Let’s jump right in; Dead or Alive 6 is hands down the best entry in the series from a gameplay perspective, but it certainly lacks a comparable amount of content that you would find in what NetherRealms has been offering as of late, especially with the next Mortal Kombat just around the corner. Dead or Alive 6 features a full story campaign, a challenge-based quest mode, and your typical versus, arcade, time attack, and survival modes the genre seems to package in to fulfill some sort of invisible checklist. It also features a basic ranked online versus mode that we will get into a bit later as I have concerns about the titles online offerings.
Featuring just under two dozen characters, before you take in account pre-order bonus fighters, special digital deluxe edition add-ons, or those included in the drastically expensive season pass, Dead or Alive 6 sees the return of many of the series notable fighters while introducing just a few new faces to the series. Favorites like Tina, Kasumi, Hayate, Ryu Hayabusa, Ayane, Bass, and more all return with only two new faces to the lineup; Nico and Diego. Nico is a blue haired scientist who is behind much of the main story, and features a fleshed out story arc to really develop who she is, while Diego is featured only in the short scenario’s built around the tournament and isn’t really given much to offer other than he has a sick mother. It’s also a shame that some of the new characters introduced in Venus Vacation are not going to be included, but new fighters will find their way into the game through future paid downloadable content.

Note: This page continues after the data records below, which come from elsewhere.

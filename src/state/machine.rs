//! Hold-toggle controller.
//!
//! Consumes hotkey activations and pairs key-down/key-up injections at the
//! current target: one activation starts holding the configured key, the
//! next releases it. Changing the target or held key mid-hold releases
//! first, so a key is never left stuck in a window that can no longer be
//! addressed.

use std::time::Instant;

use tokio::sync::{broadcast, mpsc};
use tracing::{debug, info, warn};

use crate::events::DaemonEvent;
use crate::hotkey::{HotkeyEvent, Subscription};
use crate::inject::{InjectionError, KeyInjector, KeyPost, TargetWindowHandle};
use crate::keys::KeyCode;

/// Control-plane updates from the IPC surface.
#[derive(Debug, Clone, Copy, PartialEq, Eq)]
pub enum ControlCommand {
    SetTarget { target: Option<TargetWindowHandle> },
    SetHeldKey { key: KeyCode },
    /// The hotkey binding was cleared; an active hold must end.
    BindingCleared,
}

#[derive(Debug, Clone, Copy)]
struct ActiveHold {
    key: KeyCode,
    target: TargetWindowHandle,
    since: Instant,
}

/// Toggles between idle and holding on each hotkey activation.
pub struct HoldController<P> {
    injector: KeyInjector<P>,
    target: Option<TargetWindowHandle>,
    held_key: KeyCode,
    hold: Option<ActiveHold>,
    event_tx: broadcast::Sender<DaemonEvent>,
}

impl<P: KeyPost> HoldController<P> {
    pub fn new(injector: KeyInjector<P>, event_tx: broadcast::Sender<DaemonEvent>) -> Self {
        Self {
            injector,
            target: None,
            held_key: KeyCode::NONE,
            hold: None,
            event_tx,
        }
    }

    pub fn is_holding(&self) -> bool {
        self.hold.is_some()
    }

    /// Run the controller until both input channels close.
    pub async fn run(
        &mut self,
        mut activations: Subscription,
        mut commands: mpsc::Receiver<ControlCommand>,
    ) {
        info!("hold controller started");

        loop {
            tokio::select! {
                event = activations.recv() => match event {
                    Some(event) => self.handle_activation(event),
                    None => break,
                },
                command = commands.recv() => match command {
                    Some(command) => self.handle_command(command),
                    None => break,
                },
            }
        }

        // End of input; don't leave a key pressed in the target.
        self.release();
        info!("hold controller stopped");
    }

    /// One hotkey activation toggles the hold.
    fn handle_activation(&mut self, event: HotkeyEvent) {
        debug!(?event, holding = self.is_holding(), "hotkey activation");
        if self.hold.is_some() {
            self.release();
        } else {
            self.begin_hold();
        }
    }

    fn handle_command(&mut self, command: ControlCommand) {
        match command {
            ControlCommand::SetTarget { target } => {
                self.release();
                self.target = target;
                self.emit(DaemonEvent::TargetChanged { target });
            }
            ControlCommand::SetHeldKey { key } => {
                self.release();
                self.held_key = key;
                debug!(key = %key, "held key configured");
            }
            ControlCommand::BindingCleared => self.release(),
        }
    }

    fn begin_hold(&mut self) {
        let Some(target) = self.target else {
            warn!("hotkey fired but no target window is selected");
            return;
        };
        if self.held_key.is_none() {
            warn!("hotkey fired but no key is configured to hold");
            return;
        }

        match self.injector.send_key_down(target, self.held_key) {
            Ok(()) => {
                self.hold = Some(ActiveHold {
                    key: self.held_key,
                    target,
                    since: Instant::now(),
                });
                info!(key = %self.held_key, %target, "hold started");
                self.emit(DaemonEvent::HoldStarted {
                    key: self.held_key,
                    target,
                });
            }
            Err(e) => {
                warn!(key = %self.held_key, %target, error = %e, "key-down failed");
                self.emit_injection_failure("key_down", &e);
            }
        }
    }

    /// End an active hold. A no-op when idle.
    fn release(&mut self) {
        let Some(hold) = self.hold.take() else {
            return;
        };
        let duration_ms = hold.since.elapsed().as_millis() as u64;

        match self.injector.send_key_up(hold.target, hold.key) {
            Ok(()) => {
                info!(key = %hold.key, target = %hold.target, duration_ms, "hold released");
                self.emit(DaemonEvent::HoldReleased {
                    key: hold.key,
                    target: hold.target,
                    duration_ms,
                });
            }
            Err(e) => {
                // The hold state is gone either way; the target may have a
                // stuck key if it is still alive.
                warn!(key = %hold.key, target = %hold.target, error = %e, "key-up failed");
                self.emit_injection_failure("key_up", &e);
            }
        }
    }

    fn emit(&self, event: DaemonEvent) {
        debug!(%event, "emitting daemon event");
        let _ = self.event_tx.send(event);
    }

    fn emit_injection_failure(&self, operation: &str, error: &InjectionError) {
        self.emit(DaemonEvent::InjectionFailed {
            operation: operation.to_string(),
            message: error.to_string(),
        });
    }
}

Dead or Alive 6 features a story mode that can feel all over the place, mainly due to the fact of how it is presented. While there is a main narrative to follow, one that can have their missions done back to back, there are several character based stories that can also be done, in any order you want. This method to unlocking more of these short and sometimes self contained segments can feel random and cause much of their impact to feel wasteful. One of the new characters, Diego, gets the short end of the stick and doesn’t feature into the main story at all. While he has some content here regarding his inclusion into the Dead or Alive tournament, it’s the other new character, Nico, that is front and center in the main plot. Dead or Alive 6’s main story is centered around Nico perfecting a science experiment that requires the abilities of two main DOA characters to do so. This main story is mostly told through just a few characters out of the whole roster, so its variety is somewhat limited.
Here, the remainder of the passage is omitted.